Hi there! I'm going to Iceland in June to study abroad in Holar. What do you love most about Iceland, and where is your favorite spot to visit?
Hólar, interesting. Some sort of tourism studies or agriculture?
What I love most about Iceland is that it is unspoiled and you easily avoid people. This relates to your second question. There are many wonderful places, but the Vatnajökull glacier and particularly the Öræfajökull part of it is a special place for me. This is untouched by man, you usually can’t see civilization even in the far distances and your marks disappear in the snow behind you. The idea of being on top of the highest mountain of Iceland and having one of the world’s most powerful volcanoes under your feet is also appealing. Here’s a video I made of short trip to Öræfajökull last year.
When someone blogs an image and list no source, does it annoy you?
For example, (http://rerereview.tumblr.com/post/3831284174)
where as (http://haw-lin.com/) at least gave you a link through.
Wow I had not realized how widespread this pic was. One of the things I really like about tumblr is how it creates a chain of reblogs and likes. It’s always a pity when somebody breaks the chain. However what I feel is always most important is that the original source, not the original poster stays intact.
I see though that I’ve messed up myself with that on this pic and forgotten to list the original post from outside tumblr.
When is the best time to visit Iceland (I'd probably go for maybe 3 weeks or so).
All year! This all depends on what you want to do. The summer months are by far the most popular (June, July and August). July and early August are the warmest. June is almost as warm. July is the busiest tourist wise. If you plan to travel around camping, then the summer months would be best.
During winter there is a lot of interesting stuff to do as well. Most of that would best fit within a shorter trip than 3 weeks though. A winter or early spring trip would be great for visiting Reykjavík, going on super jeep tours, XC skiing trips, Heli Skiing, ice climbing or experiencing crazy Icelandic weather (happens all year actually).

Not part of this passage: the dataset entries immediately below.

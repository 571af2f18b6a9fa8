use sqlx::PgPool;

use crate::db::models::{Exam, ExamAssignment, ExamQuestion};
use crate::db::types::{AnswerType, Category};

pub(crate) const COLUMNS: &str = "\
    id, title, description, category, question_count, is_active, study_enabled, \
    test_enabled, ai_prompt, created_by, created_at, updated_at";

const QUESTION_COLUMNS: &str = "\
    id, exam_id, prompt, answer_type, correct_answer, wrong1, wrong2, wrong3, \
    reference_answer, position, ai_source";

pub(crate) async fn find_by_id(pool: &PgPool, id: &str) -> Result<Option<Exam>, sqlx::Error> {
    sqlx::query_as::<_, Exam>(&format!("SELECT {COLUMNS} FROM exams WHERE id = $1"))
        .bind(id)
        .fetch_optional(pool)
        .await
}

pub(crate) async fn find_by_title(pool: &PgPool, title: &str) -> Result<Option<Exam>, sqlx::Error> {
    sqlx::query_as::<_, Exam>(&format!(
        "SELECT {COLUMNS} FROM exams WHERE title = $1 ORDER BY created_at DESC LIMIT 1"
    ))
    .bind(title)
    .fetch_optional(pool)
    .await
}

pub(crate) async fn list_active(
    pool: &PgPool,
    skip: i64,
    limit: i64,
) -> Result<Vec<Exam>, sqlx::Error> {
    sqlx::query_as::<_, Exam>(&format!(
        "SELECT {COLUMNS} FROM exams
         WHERE is_active = TRUE
         ORDER BY created_at DESC OFFSET $1 LIMIT $2"
    ))
    .bind(skip.max(0))
    .bind(limit.clamp(1, 1000))
    .fetch_all(pool)
    .await
}

pub(crate) struct CreateExam<'a> {
    pub id: &'a str,
    pub title: &'a str,
    pub description: Option<&'a str>,
    pub category: Category,
    pub question_count: i32,
    pub is_active: bool,
    pub study_enabled: bool,
    pub test_enabled: bool,
    pub ai_prompt: Option<&'a str>,
    pub created_by: Option<&'a str>,
    pub created_at: time::PrimitiveDateTime,
    pub updated_at: time::PrimitiveDateTime,
}

pub(crate) async fn create<'a>(
    executor: impl sqlx::PgExecutor<'a>,
    params: CreateExam<'_>,
) -> Result<Exam, sqlx::Error> {
    sqlx::query_as::<_, Exam>(&format!(
        "INSERT INTO exams (
            id, title, description, category, question_count, is_active,
            study_enabled, test_enabled, ai_prompt, created_by, created_at, updated_at
        ) VALUES ($1,$2,$3,$4,$5,$6,$7,$8,$9,$10,$11,$12)
        RETURNING {COLUMNS}",
    ))
    .bind(params.id)
    .bind(params.title)
    .bind(params.description)
    .bind(params.category)
    .bind(params.question_count)
    .bind(params.is_active)
    .bind(params.study_enabled)
    .bind(params.test_enabled)
    .bind(params.ai_prompt)
    .bind(params.created_by)
    .bind(params.created_at)
    .bind(params.updated_at)
    .fetch_one(executor)
    .await
}

pub(crate) struct CreateExamQuestion<'a> {
    pub id: &'a str,
    pub exam_id: &'a str,
    pub prompt: &'a str,
    pub answer_type: AnswerType,
    pub correct_answer: Option<&'a str>,
    pub wrong1: Option<&'a str>,
    pub wrong2: Option<&'a str>,
    pub wrong3: Option<&'a str>,
    pub reference_answer: Option<&'a str>,
    pub position: i32,
    pub ai_source: Option<&'a str>,
}

pub(crate) async fn create_question<'a>(
    executor: impl sqlx::PgExecutor<'a>,
    params: CreateExamQuestion<'_>,
) -> Result<ExamQuestion, sqlx::Error> {
    sqlx::query_as::<_, ExamQuestion>(&format!(
        "INSERT INTO exam_questions (
            id, exam_id, prompt, answer_type, correct_answer, wrong1, wrong2, wrong3,
            reference_answer, position, ai_source
        ) VALUES ($1,$2,$3,$4,$5,$6,$7,$8,$9,$10,$11)
        RETURNING {QUESTION_COLUMNS}",
    ))
    .bind(params.id)
    .bind(params.exam_id)
    .bind(params.prompt)
    .bind(params.answer_type)
    .bind(params.correct_answer)
    .bind(params.wrong1)
    .bind(params.wrong2)
    .bind(params.wrong3)
    .bind(params.reference_answer)
    .bind(params.position)
    .bind(params.ai_source)
    .fetch_one(executor)
    .await
}

pub(crate) async fn list_questions(
    pool: &PgPool,
    exam_id: &str,
) -> Result<Vec<ExamQuestion>, sqlx::Error> {
    sqlx::query_as::<_, ExamQuestion>(&format!(
        "SELECT {QUESTION_COLUMNS} FROM exam_questions
         WHERE exam_id = $1 ORDER BY position ASC, id ASC"
    ))
    .bind(exam_id)
    .fetch_all(pool)
    .await
}

pub(crate) async fn count_questions(pool: &PgPool, exam_id: &str) -> Result<i64, sqlx::Error> {
    sqlx::query_scalar("SELECT COUNT(*) FROM exam_questions WHERE exam_id = $1")
        .bind(exam_id)
        .fetch_one(pool)
        .await
}

pub(crate) async fn next_question_position(
    pool: &PgPool,
    exam_id: &str,
) -> Result<i32, sqlx::Error> {
    let max: Option<i32> =
        sqlx::query_scalar("SELECT MAX(position) FROM exam_questions WHERE exam_id = $1")
            .bind(exam_id)
            .fetch_one(pool)
            .await?;
    Ok(max.unwrap_or(0) + 1)
}

pub(crate) async fn delete_question(
    pool: &PgPool,
    exam_id: &str,
    question_id: &str,
) -> Result<u64, sqlx::Error> {
    let result = sqlx::query("DELETE FROM exam_questions WHERE id = $1 AND exam_id = $2")
        .bind(question_id)
        .bind(exam_id)
        .execute(pool)
        .await?;
    Ok(result.rows_affected())
}

pub(crate) async fn has_assignments(pool: &PgPool, exam_id: &str) -> Result<bool, sqlx::Error> {
    let count: i64 = sqlx::query_scalar("SELECT COUNT(*) FROM exam_assignments WHERE exam_id = $1")
        .bind(exam_id)
        .fetch_one(pool)
        .await?;
    Ok(count > 0)
}

pub(crate) async fn find_assignment(
    pool: &PgPool,
    exam_id: &str,
    user_id: &str,
) -> Result<Option<ExamAssignment>, sqlx::Error> {
    sqlx::query_as::<_, ExamAssignment>(
        "SELECT id, exam_id, user_id, can_study, can_test
         FROM exam_assignments WHERE exam_id = $1 AND user_id = $2",
    )
    .bind(exam_id)
    .bind(user_id)
    .fetch_optional(pool)
    .await
}

pub(crate) struct CreateAssignment<'a> {
    pub id: &'a str,
    pub exam_id: &'a str,
    pub user_id: &'a str,
    pub can_study: bool,
    pub can_test: bool,
}

pub(crate) async fn create_assignment(
    pool: &PgPool,
    params: CreateAssignment<'_>,
) -> Result<ExamAssignment, sqlx::Error> {
    sqlx::query_as::<_, ExamAssignment>(
        "INSERT INTO exam_assignments (id, exam_id, user_id, can_study, can_test)
         VALUES ($1,$2,$3,$4,$5)
         ON CONFLICT (exam_id, user_id)
         DO UPDATE SET can_study = EXCLUDED.can_study, can_test = EXCLUDED.can_test
         RETURNING id, exam_id, user_id, can_study, can_test",
    )
    .bind(params.id)
    .bind(params.exam_id)
    .bind(params.user_id)
    .bind(params.can_study)
    .bind(params.can_test)
    .fetch_one(pool)
    .await
}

In the previous question with the Nordic countries you meant: Sweden, Norway, Finland, Lithuania, Latvia and Estonia? Or does it include other countries as well, who are eligible for Icelandic student loans? I'm from the Netherlands, and I'm thinking of doing a study abroad in a country where education is free.

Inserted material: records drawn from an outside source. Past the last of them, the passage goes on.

use serde_json::Value;

use crate::services::fallback;
use crate::services::model_client::{ChatMessage, ModelClient};

#[derive(Debug, Clone, PartialEq)]
pub(crate) struct TextEvaluation {
    pub(crate) is_correct: bool,
    pub(crate) feedback: String,
    pub(crate) explanation: String,
    /// Similarity score, present only when the fallback grader ran.
    pub(crate) similarity: Option<f64>,
}

/// Judge a free-text answer. The model acts as the teacher when reachable;
/// otherwise the deterministic similarity grader decides.
pub(crate) async fn evaluate_text_answer(
    model: &ModelClient,
    prompt: &str,
    reference: &str,
    submission: &str,
) -> TextEvaluation {
    let submission = submission.trim();
    let reference = reference.trim();

    if submission.is_empty() {
        return TextEvaluation {
            is_correct: false,
            feedback: "No answer submitted.".to_string(),
            explanation: "Please provide a response so we can review it.".to_string(),
            similarity: None,
        };
    }

    let base = fallback_evaluation(reference, submission);

    let system = "You are an English teacher. Strictly reply with a JSON object \
        like {\"is_correct\": bool, \"feedback\": \"...\", \"explanation\": \"...\"}";
    let user = format!(
        "Question: {prompt}\nExpected answer: {reference}\n\
         Student answer: {submission}\nJudge correctness for an exam."
    );

    match model.complete_json(system, &user, 0.2).await {
        Ok(value) => TextEvaluation {
            is_correct: value.get("is_correct").and_then(Value::as_bool).unwrap_or(false),
            feedback: value
                .get("feedback")
                .and_then(Value::as_str)
                .filter(|text| !text.is_empty())
                .unwrap_or(&base.feedback)
                .to_string(),
            explanation: value
                .get("explanation")
                .and_then(Value::as_str)
                .unwrap_or("")
                .to_string(),
            similarity: None,
        },
        Err(err) => {
            tracing::warn!(error = %err, "AI grading failed, using similarity grader");
            base
        }
    }
}

fn fallback_evaluation(reference: &str, submission: &str) -> TextEvaluation {
    let grade = fallback::grade_translation(submission, reference);
    TextEvaluation {
        is_correct: grade.passed,
        feedback: if grade.passed {
            "Looks good! Keep it up.".to_string()
        } else {
            format!("Expected: {reference}")
        },
        explanation: String::new(),
        similarity: Some(grade.score),
    }
}

/// Condensed teacher-facing summary of a finished attempt. Best effort: any
/// model trouble means no summary, never an error.
pub(crate) async fn summarize_attempt_for_teacher(
    model: &ModelClient,
    exam_title: &str,
    answers: &[Value],
) -> Option<String> {
    if answers.is_empty() {
        return None;
    }

    let serialized = answers
        .iter()
        .map(|answer| {
            format!(
                "Q: {} | Student: {} | Correct: {} | Result: {} | Feedback: {}",
                answer.get("prompt").and_then(Value::as_str).unwrap_or(""),
                answer.get("selected").and_then(Value::as_str).unwrap_or(""),
                answer.get("correct_answer").and_then(Value::as_str).unwrap_or(""),
                answer.get("is_correct").and_then(Value::as_bool).unwrap_or(false),
                answer.get("feedback").and_then(Value::as_str).unwrap_or(""),
            )
        })
        .collect::<Vec<_>>()
        .join("\n");

    let messages = [
        ChatMessage::system(
            "You are a concise English teacher assistant. Summarize performance \
             for another teacher in <=4 sentences.",
        ),
        ChatMessage::user(format!("Exam: {exam_title}\nDetails:\n{serialized}")),
    ];

    match model.complete(&messages, 0.3).await {
        Ok(text) if !text.trim().is_empty() => Some(text.trim().to_string()),
        Ok(_) => None,
        Err(err) => {
            tracing::warn!(error = %err, "Attempt summary failed");
            None
        }
    }
}

#[cfg(test)]
mod tests {
    use super::*;
    use crate::test_support;

    fn offline_model() -> ModelClient {
        test_support::set_test_env();
        test_support::offline_model()
    }

    #[tokio::test]
    async fn empty_submission_short_circuits() {
        let _guard = test_support::env_lock().await;
        let model = offline_model();
        let result = evaluate_text_answer(&model, "Translate.", "Hello.", "   ").await;
        assert!(!result.is_correct);
        assert_eq!(result.feedback, "No answer submitted.");
        assert!(result.similarity.is_none());
    }

    #[tokio::test]
    async fn offline_grading_is_deterministic() {
        let _guard = test_support::env_lock().await;
        let model = offline_model();
        let first =
            evaluate_text_answer(&model, "Translate.", "I learn new words every day.", "i learn new words every day.")
                .await;
        let second =
            evaluate_text_answer(&model, "Translate.", "I learn new words every day.", "i learn new words every day.")
                .await;
        assert_eq!(first, second);
        assert!(first.is_correct);
        assert_eq!(first.similarity, Some(1.0));
    }

    #[tokio::test]
    async fn offline_grading_reports_expected_answer() {
        let _guard = test_support::env_lock().await;
        let model = offline_model();
        let result =
            evaluate_text_answer(&model, "Translate.", "She passed the exam.", "bananas").await;
        assert!(!result.is_correct);
        assert!(result.feedback.contains("Expected: She passed the exam."));
    }

    #[tokio::test]
    async fn summary_skips_empty_answer_sets() {
        let _guard = test_support::env_lock().await;
        let model = offline_model();
        assert!(summarize_attempt_for_teacher(&model, "Midterm", &[]).await.is_none());
    }
}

Regarding student loans I think you can only get them if you are from Norway, Sweden, Denmark, Finland or the Faeroe Islands. I’m no specialist in this though. The education however is free. It is only in the two private universities, Reykjavík University and The University of Bifröst that you have to pay.
hello :] i'm nikki and im working on a project about aldeyjarfoss.
i was wondering if you know anything or any sites where i can know its information (such as volume, width, height, etc) about it? it would be a great help.
i've been search for a while and it's hard to find these information.
thank you so much!
You mentioned that education is free in Iceland. Is this true for foreigners as well, or just for citizens/residents of Iceland?
Yes this applies to all of the world’s children. For university the only fee you pay is like 50.000 ISK per year or roughly 400 USD. Living costs are high compared to many other countries and the price for books is high. Some foreigners are eligible for Icelandic student loans, at least citizens of the Nordic countries.
Hi! Visiting for the first time in September. I'm concerned and curious about learning a little of the language. How important do you think that would be, and can you recommend a good book/CD/program? Thanks.
Everybody in Iceland speaks pretty good English, so there is no definite need to learn Icelandic. However as anywhere, making an honest attempt at the language is always welcomed. Learning at the least basic phrases such as (with rough phonetics):
Góðan daginn [go-than-die-in] = good day / hello
Hæ [hie] = Hi
Bless bless [bless-bless] = Literally “bless” but used as bye
Takk fyrir [taakk-fyrrir] = Thank you. Can also say simply “takk”.